Because my youngest step-brother Ivan (6 yrs old) was admitted to the hospital on Christmas Eve. I guess the three different medications they kept switching him to in the past 2 weeks basically just started shutting down his liver. Which made his body produce ammonia. Which made him sleep all day and shake like he had Parkinson's disease when he was awake. They took him off the meds and luckily, Christmas day he was released. Can you imagine being 6 years old and waking up Christmas morning in the hospital? I can't and it made me so upset I've been crying off and on since I found out about it.
My dad, Mary Jane, Ivan, Jared and Frasier the dog were supposed to be leaving today to come back to Rochester for about 5 days to visit since I haven't seen any of them except my dad since they moved. Well, that's not happening anymore obviously because of the above mentioned hospital stay. My dad says he'll try and come down next week but only him and the dog. As much grief as I say my family causes me I miss them and would like to see them and especially give Ivan a hug until he starts screaming to let go of him.
My brother had spent the past week with them so I didn't get to see him either for Christmas. His train was supposed to be in Rochester at 8am this morning. As of 10:30am, the train is due to be back until about 1:30pm today. I have to work at 4pm today so I guess I won't be seeing much of him today either.
Before I found out that the Bunzol's were having a mini-crisis in Illinois, I had suggested to my wonderful boyfriend that we should invite his entire family and my family over for dinner on Tuesday since in the 3 years we've been dating they have yet to ever have met each other plus, we've never had them over for dinner. What the hell was I thinking?!?
I thought I was gonna have a stress free day tomorrow since it's my day off and I was gonna see my 'rents. Now, I will be cleaning the house for people who aren't my family that I just spent the entire day with yesterday.

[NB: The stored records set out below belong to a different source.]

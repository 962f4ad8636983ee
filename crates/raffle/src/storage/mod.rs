pub mod memory_slots;

#[cfg(feature = "sql")]
pub mod sql_slots;
//! In-memory test board for unit and integration testing.
//!
//! Provides a [`RaffleService`] over a seeded [`MemorySlotStore`] with an
//! admin key and view key already configured.

use std::sync::Arc;

use crate::config::RaffleConfig;
use crate::metrics::RaffleMetrics;
use crate::service::RaffleService;
use crate::storage::memory_slots::MemorySlotStore;

/// Admin key configured by [`TestBoard::new`].
pub const TEST_ADMIN_KEY: &str = "test-admin-key";

/// View key configured by [`TestBoard::new`].
pub const TEST_VIEW_KEY: &str = "test-view-key";

/// A seeded in-memory board for testing.
///
/// # Example
///
/// ```ignore
/// let board = TestBoard::new().await;
/// board.service().claim("07", "Ana").await.unwrap();
/// board.store().set_unavailable(true);
/// ```
pub struct TestBoard {
    service: Arc<RaffleService>,
    store: Arc<MemorySlotStore>,
}

impl TestBoard {
    /// Create a seeded board with default configuration and test secrets.
    pub async fn new() -> Self {
        Self::with_config(RaffleConfig::default()).await
    }

    /// Create a seeded board with custom configuration.
    ///
    /// Empty secrets are filled with [`TEST_ADMIN_KEY`] / [`TEST_VIEW_KEY`].
    pub async fn with_config(mut config: RaffleConfig) -> Self {
        if config.admin_key.is_empty() {
            config.admin_key = TEST_ADMIN_KEY.to_string();
        }
        if config.admin_view_key.is_empty() {
            config.admin_view_key = TEST_VIEW_KEY.to_string();
        }

        let store = Arc::new(MemorySlotStore::new());
        let service = RaffleService::new(
            store.clone(),
            Arc::new(config),
            Arc::new(RaffleMetrics::unregistered()),
        )
        .expect("TestBoard config should be valid");
        service.init().await.expect("memory store should seed");

        Self {
            service: Arc::new(service),
            store,
        }
    }

    /// The service under test.
    pub fn service(&self) -> &Arc<RaffleService> {
        &self.service
    }

    /// The backing store, for failure injection.
    pub fn store(&self) -> &Arc<MemorySlotStore> {
        &self.store
    }
}
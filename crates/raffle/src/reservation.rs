use tokio::sync::{Mutex, MutexGuard};

/// Process-wide lock serializing every board mutation.
///
/// One lock covers all slots. It is held only across the read-modify-write
/// against the store and is released when the returned permit drops, on both
/// success and error paths. Not re-entrant.
#[derive(Debug, Default)]
pub struct ReservationGuard {
    lock: Mutex<()>,
}

/// Proof that the caller holds the [`ReservationGuard`].
pub struct ReservationPermit<'a> {
    _guard: MutexGuard<'a, ()>,
}

impl ReservationGuard {
    pub fn new() -> Self {
        Self::default()
    }

    /// Wait for exclusive access to the board.
    pub async fn acquire(&self) -> ReservationPermit<'_> {
        ReservationPermit {
            _guard: self.lock.lock().await,
        }
    }

    /// Whether some operation currently holds the guard.
    pub fn is_held(&self) -> bool {
        self.lock.try_lock().is_err()
    }
}

#[cfg(test)]
mod tests {
    use super::*;
    use std::sync::Arc;
    use std::time::Duration;

    #[tokio::test]
    async fn permit_releases_on_drop() {
        let guard = ReservationGuard::new();
        {
            let _permit = guard.acquire().await;
            assert!(guard.is_held());
        }
        assert!(!guard.is_held());
    }

    #[tokio::test]
    async fn second_acquire_waits() {
        let guard = Arc::new(ReservationGuard::new());
        let permit = guard.acquire().await;

        let waiter = {
            let guard = guard.clone();
            tokio::spawn(async move {
                let _permit = guard.acquire().await;
            })
        };

        tokio::time::sleep(Duration::from_millis(20)).await;
        assert!(!waiter.is_finished());

        drop(permit);
        tokio::time::timeout(Duration::from_secs(1), waiter)
            .await
            .expect("waiter should acquire after release")
            .unwrap();
    }
}
use serde::{Deserialize, Serialize};
use std::fmt;
use std::str::FromStr;

/// Number of slots on the board.
pub const SLOT_COUNT: u8 = 100;

/// Highest valid slot number.
pub const MAX_SLOT_ID: u8 = SLOT_COUNT - 1; // 99

/// Identifies one of the 100 raffle slots (valid range 0-99).
///
/// The wire form is always the two-digit, zero-padded numeral (`"07"`), which is
/// what [`FromStr`] accepts and what [`fmt::Display`] produces. Use
/// [`SlotId::validated`] when starting from an integer.
#[derive(Debug, Clone, Copy, Hash, Eq, PartialEq, Ord, PartialOrd, Serialize, Deserialize)]
pub struct SlotId(u8);

impl SlotId {
    /// Get the inner integer value.
    pub fn value(&self) -> u8 {
        self.0
    }

    /// Create a new `SlotId` with validation.
    ///
    /// Returns `Err` if the value is outside the valid range `0..=99`.
    pub fn validated(id: i64) -> Result<Self, SlotIdError> {
        if !(0..=i64::from(MAX_SLOT_ID)).contains(&id) {
            return Err(SlotIdError::OutOfRange { value: id });
        }
        Ok(Self(id as u8))
    }

    /// Iterate over every slot id in ascending order.
    pub fn all() -> impl Iterator<Item = SlotId> {
        (0..SLOT_COUNT).map(SlotId)
    }
}

/// Error returned when a slot number is malformed or out of range.
#[derive(Debug, Clone, PartialEq, Eq, thiserror::Error)]
pub enum SlotIdError {
    #[error("slot number must be two digits (00-99), got {input:?}")]
    Malformed { input: String },

    #[error("slot {value} is out of range (valid: 0..=99)")]
    OutOfRange { value: i64 },
}

impl FromStr for SlotId {
    type Err = SlotIdError;

    fn from_str(s: &str) -> Result<Self, Self::Err> {
        let bytes = s.as_bytes();
        if bytes.len() != 2 || !bytes.iter().all(u8::is_ascii_digit) {
            return Err(SlotIdError::Malformed {
                input: s.to_string(),
            });
        }
        Ok(Self((bytes[0] - b'0') * 10 + (bytes[1] - b'0')))
    }
}

impl fmt::Display for SlotId {
    fn fmt(&self, f: &mut fmt::Formatter<'_>) -> fmt::Result {
        write!(f, "{:02}", self.0)
    }
}

#[cfg(test)]
mod tests {
    use super::*;

    #[test]
    fn parses_two_digit_numerals() {
        assert_eq!("00".parse::<SlotId>().unwrap().value(), 0);
        assert_eq!("07".parse::<SlotId>().unwrap().value(), 7);
        assert_eq!("99".parse::<SlotId>().unwrap().value(), 99);
    }

    #[test]
    fn rejects_malformed_numerals() {
        for input in ["", "7", "100", "-1", "ab", "0x", " 7", "٠٧"] {
            let err = input.parse::<SlotId>().unwrap_err();
            assert!(
                matches!(err, SlotIdError::Malformed { .. }),
                "{input:?} -> {err:?}"
            );
        }
    }

    #[test]
    fn validated_range() {
        assert!(SlotId::validated(0).is_ok());
        assert!(SlotId::validated(99).is_ok());
        assert_eq!(
            SlotId::validated(100).unwrap_err(),
            SlotIdError::OutOfRange { value: 100 }
        );
        assert!(SlotId::validated(-1).is_err());
    }

    #[test]
    fn display_is_zero_padded() {
        assert_eq!(SlotId::validated(7).unwrap().to_string(), "07");
        assert_eq!(SlotId::validated(42).unwrap().to_string(), "42");
    }

    #[test]
    fn all_covers_board_in_order() {
        let ids: Vec<u8> = SlotId::all().map(|id| id.value()).collect();
        assert_eq!(ids.len(), 100);
        assert_eq!(ids.first(), Some(&0));
        assert_eq!(ids.last(), Some(&99));
        assert!(ids.windows(2).all(|w| w[0] < w[1]));
    }
}
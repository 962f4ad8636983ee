//! Server-rendered board page.
//!
//! The page is rendered once from a state snapshot; the embedded script then
//! polls `/api/state` every 5 seconds and patches the grid in place.

use raffle::config::{NamePolicy, RaffleConfig};
use raffle::types::SlotState;

/// Everything the page template needs.
pub struct PageContext<'a> {
    pub config: &'a RaffleConfig,
    pub slots: &'a [SlotState],
    pub show_admin: bool,
    pub error_msg: Option<&'a str>,
}

/// Escape text for HTML element content and double-quoted attributes.
pub fn escape_html(input: &str) -> String {
    let mut out = String::with_capacity(input.len());
    for c in input.chars() {
        match c {
            '&' => out.push_str("&amp;"),
            '<' => out.push_str("&lt;"),
            '>' => out.push_str("&gt;"),
            '"' => out.push_str("&quot;"),
            '\'' => out.push_str("&#x27;"),
            _ => out.push(c),
        }
    }
    out
}

const STYLE: &str = r#"
  :root{ --primary:#14ae5c; --muted:#555; --bgfree:#f6fff6; --bgtaken:#fff4f4; }
  body{font-family:system-ui,-apple-system,Segoe UI,Roboto,Ubuntu,Helvetica,Arial,sans-serif;margin:20px}
  .wrap{max-width:920px;margin:auto}
  h1{margin:0 0 4px}
  .meta{color:var(--muted);margin-bottom:16px}
  .banner{border:1px solid #e5e5e5;border-radius:14px;padding:12px 14px;margin:8px 0 12px;display:flex;gap:10px;align-items:center;background:#fafafa}
  .badge{background:var(--primary);color:#fff;padding:4px 10px;border-radius:999px;font-weight:600}
  .notice{background:#e8f3ff;border:1px solid #cfe4ff;color:#0b3d91;border-radius:12px;padding:8px 10px;margin:8px 0}
  .notice.warn{background:#fff3cd;border-color:#ffeeba;color:#856404}
  .grid{display:grid;grid-template-columns:repeat(10,1fr);gap:8px}
  .cell{padding:10px;border-radius:10px;text-align:center;border:1px solid #ddd}
  .free{background:var(--bgfree)}
  .taken{background:var(--bgtaken);color:#555}
  .cell small{display:block;font-size:12px;color:#666;margin-top:4px}
  .topbar{display:flex;gap:8px;align-items:center;margin:12px 0 16px;flex-wrap:wrap}
  input[type=text]{padding:8px;border:1px solid #ccc;border-radius:8px;min-width:180px}
  button{padding:8px 10px;border:0;border-radius:10px;cursor:pointer}
  .pick{background:var(--primary);color:white}
  details{margin-top:24px}
  .row{display:flex;gap:8px;align-items:center;margin:6px 0}
  .mono{font-variant-numeric:tabular-nums}
  .modal-backdrop{position:fixed;inset:0;background:rgba(0,0,0,.45);display:none;align-items:center;justify-content:center;z-index:9999}
  .modal{background:#fff;border-radius:16px;max-width:560px;width:92%;padding:16px;box-shadow:0 10px 30px rgba(0,0,0,.2)}
  .modal h2{margin:0 0 8px}
  .modal p{margin:8px 0 0;word-break:break-word}
  .modal .actions{display:flex;gap:8px;justify-content:flex-end;margin-top:14px;flex-wrap:wrap}
  .modal .ghost{background:#f2f2f2}
"#;

const SCRIPT: &str = r#"
function esc(s){ return (s||"").replace(/&/g,"&amp;").replace(/</g,"&lt;").replace(/>/g,"&gt;"); }
function freeCell(num){
  return `<div class="mono"><strong>${num}</strong></div>` +
         `<button class="pick" type="button" onclick="pickNumber('${num}', this)">Elegir</button>`;
}
function takenCell(num, name){
  return `<div class="mono"><strong>${num}</strong></div><small>Ocupado por: ${esc(name)}</small>`;
}
function downloadExport(path){
  const k = (document.getElementById('adminKeyForDownload') || {}).value || "";
  if(!k){ alert("Ingresá la ADMIN_KEY para descargar."); return; }
  window.location.href = `${path}?key=${encodeURIComponent(k)}`;
}
function share(){
  if(navigator.share){ navigator.share({title:document.title, url:window.location.href}); }
  else if(navigator.clipboard){ navigator.clipboard.writeText(window.location.href).then(() => alert("Enlace copiado. Pegalo en el grupo de WhatsApp.")); }
}
function openBankModal(){
  const m = document.getElementById('bankModal'); if(m){ m.style.display='flex'; }
}
function closeBankModal(){
  const m = document.getElementById('bankModal'); if(m){ m.style.display='none'; }
}
function copyBankInfo(){
  const el = document.getElementById('bankText');
  if(el && navigator.clipboard){ navigator.clipboard.writeText(el.textContent).then(() => alert("Datos bancarios copiados.")); }
}
if(new URLSearchParams(window.location.search).get('bank') === '1'){ openBankModal(); }
async function pickNumber(num, btn){
  const input = document.getElementById('nombre');
  const name = input ? input.value.trim() : "";
  const nameRequired = document.body.dataset.nameRequired === '1';
  if(!name && nameRequired){ alert("Escribí tu nombre para poder elegir."); if(input) input.focus(); return; }
  const who = name ? ` a nombre de "${name}"` : "";
  if(!confirm(`¿Confirmás elegir el número ${num}${who}?`)) return;
  if(btn) btn.disabled = true;
  try{
    const fd = new FormData();
    fd.append('name', name);
    const res = await fetch(`/pick/${num}`, {method:'POST', headers:{'X-Requested-With':'XMLHttpRequest'}, body:new URLSearchParams(fd)});
    if(!res.ok){ alert((await res.text()) || "No se pudo completar la reserva."); return; }
    await refreshState();
  }catch(e){
    alert("No se pudo completar la reserva. Revisá tu conexión e intentá de nuevo.");
  }finally{
    if(btn) btn.disabled = false;
  }
}
async function refreshState(){
  try{
    const res = await fetch('/api/state', {cache:'no-store'});
    if(!res.ok) return;
    let free = 0;
    for(const item of await res.json()){
      const el = document.getElementById('cell-' + item.num);
      if(!el) continue;
      const wasTaken = el.getAttribute('data-taken') === '1';
      if(item.taken){
        el.className = 'cell taken';
        el.setAttribute('data-taken','1');
        if(!wasTaken || el.getAttribute('data-name') !== item.name){ el.innerHTML = takenCell(item.num, item.name); }
        el.setAttribute('data-name', item.name || "");
      }else{
        free++;
        el.className = 'cell free';
        el.setAttribute('data-taken','0');
        el.setAttribute('data-name','');
        if(wasTaken){ el.innerHTML = freeCell(item.num); }
      }
    }
    const fc = document.getElementById('free-count');
    if(fc) fc.textContent = free.toString();
  }catch(e){}
}
setInterval(refreshState, 5000);
"#;

fn render_cell(out: &mut String, slot: &SlotState) {
    let num = &slot.num;
    if slot.taken {
        let name = escape_html(&slot.name);
        out.push_str(&format!(
            r#"<div class="cell taken" id="cell-{num}" data-num="{num}" data-taken="1" data-name="{name}"><div class="mono"><strong>{num}</strong></div><small>Ocupado por: {name}</small></div>"#
        ));
    } else {
        out.push_str(&format!(
            r#"<div class="cell free" id="cell-{num}" data-num="{num}" data-taken="0" data-name=""><div class="mono"><strong>{num}</strong></div><button class="pick" type="button" onclick="pickNumber('{num}', this)">Elegir</button></div>"#
        ));
    }
}

const ADMIN_PANEL: &str = r#"
<details open>
  <summary>Administración</summary>
  <p>Para liberar o reiniciar necesitás la clave de admin (<code>ADMIN_KEY</code>).</p>
  <form class="row" method="post" action="/release/00" onsubmit="this.action='/release/' + document.getElementById('numlib').value;">
    <input id="numlib" type="text" placeholder="Número (00–99)" pattern="\d\d" maxlength="2">
    <input name="key" type="text" placeholder="ADMIN_KEY">
    <button type="submit">Liberar</button>
  </form>
  <form class="row" method="post" action="/reset">
    <input name="key" type="text" placeholder="ADMIN_KEY">
    <button type="submit">Reiniciar todo</button>
  </form>
  <div class="row"><a href="/api/state">Ver estado (JSON)</a></div>
  <div class="row"><a href="/export.xlsx">Exportar a Excel</a></div>
  <div class="row"><a href="/export-occupied.xlsx">Exportar ocupados + total</a></div>
  <div class="row"><a href="/admin-logout">Cerrar panel</a></div>
</details>
"#;

/// Render the full board page.
pub fn render(ctx: &PageContext<'_>) -> String {
    let config = ctx.config;
    let title = escape_html(&config.title);
    let free_count = ctx.slots.iter().filter(|s| !s.taken).count();
    let (name_required, name_hint) = match config.name_policy {
        NamePolicy::Strict => ("1", "Tu nombre (obligatorio)"),
        NamePolicy::Lenient => ("0", "Tu nombre (opcional)"),
    };

    let mut out = String::with_capacity(32 * 1024);
    out.push_str(&format!(
        r#"<!doctype html>
<html lang="es">
<head>
<meta charset="utf-8"><meta name="viewport" content="width=device-width,initial-scale=1">
<title>{title}</title>
<style>{STYLE}</style>
</head>
<body data-name-required="{name_required}">
<div class="wrap">
  <h1>{title}</h1>
  <div class="banner">
    <span class="badge">Rifa</span>
    <div><div><strong>{prize}</strong></div><div>{date}</div></div>
  </div>
"#,
        prize = escape_html(&config.prize_text),
        date = escape_html(&config.date_text),
    ));

    if !config.bank_info.is_empty() {
        out.push_str(
            r#"  <div class="notice"><strong>Datos bancarios disponibles</strong> <button type="button" onclick="openBankModal()">Ver datos bancarios</button> <button type="button" onclick="copyBankInfo()">Copiar</button></div>
"#,
        );
    }

    if let Some(msg) = ctx.error_msg {
        out.push_str(&format!(
            "  <div class=\"notice warn\">{}</div>\n",
            escape_html(msg)
        ));
    }

    out.push_str(&format!(
        r#"  <div class="meta">Números libres: <strong id="free-count">{free_count}</strong> / 100</div>
  <div class="topbar">
    <input id="nombre" type="text" placeholder="{name_hint}" />
    <button onclick="share()">Compartir enlace</button>
    <input id="adminKeyForDownload" type="text" placeholder="ADMIN_KEY para descargar Excel" />
    <button onclick="downloadExport('/export.xlsx')">Exportar Excel</button>
    <button onclick="downloadExport('/export-occupied.xlsx')">Exportar ocupados + total</button>
  </div>
  <div class="grid" id="grid">
"#
    ));

    for slot in ctx.slots {
        render_cell(&mut out, slot);
        out.push('\n');
    }
    out.push_str("  </div>\n");

    if ctx.show_admin {
        out.push_str(ADMIN_PANEL);
    }

    out.push_str("</div>\n");

    if !config.bank_info.is_empty() {
        out.push_str(&format!(
            r#"<div id="bankModal" class="modal-backdrop" role="dialog" aria-modal="true" aria-labelledby="bankTitle">
  <div class="modal">
    <h2 id="bankTitle">Datos bancarios</h2>
    <p id="bankText">{}</p>
    <div class="actions">
      <button class="ghost" type="button" onclick="closeBankModal()">Cerrar</button>
      <button type="button" onclick="copyBankInfo()">Copiar</button>
    </div>
  </div>
</div>
"#,
            escape_html(&config.bank_info)
        ));
    }

    out.push_str("<script>");
    out.push_str(SCRIPT);
    out.push_str("</script>\n</body>\n</html>\n");
    out
}

#[cfg(test)]
mod tests {
    use super::*;

    fn slots() -> Vec<SlotState> {
        (0..100u8)
            .map(|id| SlotState {
                id,
                num: format!("{id:02}"),
                taken: id == 7,
                name: if id == 7 {
                    "<Ana>".to_string()
                } else {
                    String::new()
                },
            })
            .collect()
    }

    #[test]
    fn escapes_markup() {
        assert_eq!(
            escape_html(r#"<a href="x">'&'</a>"#),
            "&lt;a href=&quot;x&quot;&gt;&#x27;&amp;&#x27;&lt;/a&gt;"
        );
    }

    #[test]
    fn renders_every_cell_and_free_count() {
        let config = RaffleConfig::default();
        let slots = slots();
        let html = render(&PageContext {
            config: &config,
            slots: &slots,
            show_admin: false,
            error_msg: None,
        });
        assert_eq!(html.matches(r#"class="cell "#).count(), 100);
        assert!(html.contains(r#"<strong id="free-count">99</strong>"#));
        assert!(html.contains("Ocupado por: &lt;Ana&gt;"));
        assert!(!html.contains("<Ana>"));
        assert!(!html.contains("Administración"));
        assert!(html.contains("setInterval(refreshState, 5000)"));
    }

    #[test]
    fn admin_panel_and_notices_are_optional() {
        let config = RaffleConfig {
            bank_info: "CBU 0001".into(),
            ..Default::default()
        };
        let slots = slots();
        let html = render(&PageContext {
            config: &config,
            slots: &slots,
            show_admin: true,
            error_msg: Some("Escribí tu nombre para poder elegir."),
        });
        assert!(html.contains("Administración"));
        assert!(html.contains(r#"<p id="bankText">CBU 0001</p>"#));
        assert!(html.contains(r#"id="bankModal""#));
        assert!(html.contains("Escribí tu nombre para poder elegir."));
    }

    fn render_with(policy: NamePolicy) -> String {
        let config = RaffleConfig {
            name_policy: policy,
            ..Default::default()
        };
        let slots = slots();
        render(&PageContext {
            config: &config,
            slots: &slots,
            show_admin: false,
            error_msg: None,
        })
    }

    #[test]
    fn strict_policy_page_requires_a_name() {
        let html = render_with(NamePolicy::Strict);
        assert!(html.contains(r#"<body data-name-required="1">"#));
        assert!(html.contains(r#"placeholder="Tu nombre (obligatorio)""#));
        assert!(html.contains("if(!name && nameRequired)"));
    }

    #[test]
    fn lenient_policy_page_lets_an_empty_name_through() {
        let html = render_with(NamePolicy::Lenient);
        assert!(html.contains(r#"<body data-name-required="0">"#));
        assert!(!html.contains("(obligatorio)"));
        assert!(html.contains(r#"placeholder="Tu nombre (opcional)""#));
        // The only client-side name check is gated on the body flag.
        assert!(!html.contains("if(!name){"));
    }

    #[test]
    fn bank_modal_only_with_bank_info() {
        let html = render_with(NamePolicy::Strict);
        assert!(!html.contains(r#"id="bankModal""#));
        assert!(html.contains("Compartir enlace"));
        assert!(html.contains("get('bank') === '1'"));
    }
}
use prometheus::{IntCounter, IntGauge, Opts, Registry};

/// Board-level prometheus metrics.
pub struct RaffleMetrics {
    /// Claims that took a free slot.
    pub claims: IntCounter,
    /// Claims that found the slot already taken.
    pub claims_lost: IntCounter,
    /// Administrative releases.
    pub releases: IntCounter,
    /// Administrative resets.
    pub resets: IntCounter,
    /// Rejected administrative credentials.
    pub auth_failures: IntCounter,
    /// Number of taken slots as of the last mutation or full read.
    pub slots_taken: IntGauge,
}

impl RaffleMetrics {
    /// Create metrics and register them with the given prometheus registry.
    pub fn new(registry: &Registry) -> Result<Self, prometheus::Error> {
        let metrics = Self::build()?;

        registry.register(Box::new(metrics.claims.clone()))?;
        registry.register(Box::new(metrics.claims_lost.clone()))?;
        registry.register(Box::new(metrics.releases.clone()))?;
        registry.register(Box::new(metrics.resets.clone()))?;
        registry.register(Box::new(metrics.auth_failures.clone()))?;
        registry.register(Box::new(metrics.slots_taken.clone()))?;

        Ok(metrics)
    }

    /// Create metrics without registering (for testing).
    pub fn unregistered() -> Self {
        Self::build().expect("valid metric names")
    }

    fn build() -> Result<Self, prometheus::Error> {
        Ok(Self {
            claims: IntCounter::with_opts(Opts::new(
                "raffle_claims_total",
                "Claims that took a free slot",
            ))?,
            claims_lost: IntCounter::with_opts(Opts::new(
                "raffle_claims_lost_total",
                "Claims on a slot that was already taken",
            ))?,
            releases: IntCounter::with_opts(Opts::new(
                "raffle_releases_total",
                "Administrative slot releases",
            ))?,
            resets: IntCounter::with_opts(Opts::new(
                "raffle_resets_total",
                "Administrative board resets",
            ))?,
            auth_failures: IntCounter::with_opts(Opts::new(
                "raffle_auth_failures_total",
                "Rejected administrative credentials",
            ))?,
            slots_taken: IntGauge::with_opts(Opts::new(
                "raffle_slots_taken",
                "Number of taken slots",
            ))?,
        })
    }
}

#[cfg(test)]
mod tests {
    use super::*;

    #[test]
    fn unregistered_metrics_work() {
        let m = RaffleMetrics::unregistered();
        m.claims.inc();
        m.slots_taken.set(5);
        assert_eq!(m.claims.get(), 1);
        assert_eq!(m.slots_taken.get(), 5);
    }

    #[test]
    fn registered_metrics_work() {
        let r = Registry::new();
        let m = RaffleMetrics::new(&r).unwrap();
        m.resets.inc();
        assert_eq!(m.resets.get(), 1);
        let names: Vec<String> = r.gather().iter().map(|f| f.get_name().to_string()).collect();
        assert!(names.contains(&"raffle_resets_total".to_string()));
    }

    #[test]
    fn double_registration_fails() {
        let r = Registry::new();
        RaffleMetrics::new(&r).unwrap();
        assert!(RaffleMetrics::new(&r).is_err());
    }
}
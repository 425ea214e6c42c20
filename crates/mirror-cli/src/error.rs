//! Error types for mirror-cli

/// Result type for CLI operations
pub type Result<T> = std::result::Result<T, CliError>;

/// Errors that can occur in CLI operations
#[derive(Debug, thiserror::Error)]
pub enum CliError {
    /// Error from mirror-core
    #[error(transparent)]
    Core(#[from] mirror_core::Error),

    /// Report serialization error
    #[error(transparent)]
    Json(#[from] serde_json::Error),
}
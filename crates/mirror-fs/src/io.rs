//! Primitive filesystem operations for the mirror engine.
//!
//! Everything here mutates via create-directory, copy, and rename only;
//! nothing in this crate ever deletes a file.

use std::fs;
use std::path::Path;

use filetime::FileTime;

use crate::{Error, Result};

/// Ensure `path` exists as a directory, creating it if absent.
///
/// Fails if the path is occupied by something that is not a directory.
pub fn ensure_dir(path: &Path) -> Result<()> {
    if !path.exists() {
        fs::create_dir_all(path).map_err(|e| Error::io(path, e))?;
    }
    if !path.is_dir() {
        return Err(Error::NotADirectory {
            path: path.to_path_buf(),
        });
    }
    Ok(())
}

/// Copy `src` over `dest` and restore the source's modification time on
/// the copy.
///
/// `fs::copy` preserves permissions but not mtime; without the restore a
/// freshly mirrored file would read as changed on the next run.
pub fn copy_with_attributes(src: &Path, dest: &Path) -> Result<()> {
    fs::copy(src, dest).map_err(|e| Error::io(dest, e))?;

    let metadata = fs::metadata(src).map_err(|e| Error::io(src, e))?;
    let mtime = FileTime::from_last_modification_time(&metadata);
    filetime::set_file_mtime(dest, mtime).map_err(|e| Error::io(dest, e))?;

    Ok(())
}

/// Rename `from` to `to`, failing if `to` already exists.
///
/// `fs::rename` silently replaces an existing target on most platforms;
/// markers must never be overwritten, so existence is checked first.
pub fn rename_exclusive(from: &Path, to: &Path) -> Result<()> {
    if to.exists() {
        return Err(Error::MarkerExists {
            path: to.to_path_buf(),
        });
    }
    fs::rename(from, to).map_err(|e| Error::io(from, e))?;
    Ok(())
}

/// Direct entries of `dir`, sorted lexicographically by file name.
///
/// The OS enumeration order is not stable across platforms or runs;
/// sorting keeps traversal and reports deterministic.
pub fn sorted_entries(dir: &Path) -> Result<Vec<fs::DirEntry>> {
    let mut entries = Vec::new();
    for entry in fs::read_dir(dir).map_err(|e| Error::io(dir, e))? {
        entries.push(entry.map_err(|e| Error::io(dir, e))?);
    }
    entries.sort_by_key(|entry| entry.file_name());
    Ok(entries)
}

Right know, my mother is probably in heaven either laughing her ass off at my stupidity of inviting over 8 people for dinner when I've never cooked for more than 4 or crying for me 'cause once again I don't get to see my father when I'm supposed to 'cause something always screws it up. I'm not mad at Ivan for getting sick. He's 6 years old. Not like he planned it. But God had better makes this coming year one of ease and happiness or I swear I'm gonna burn down the city.
Holy cow, why am I still writing on here when I should be cleaning?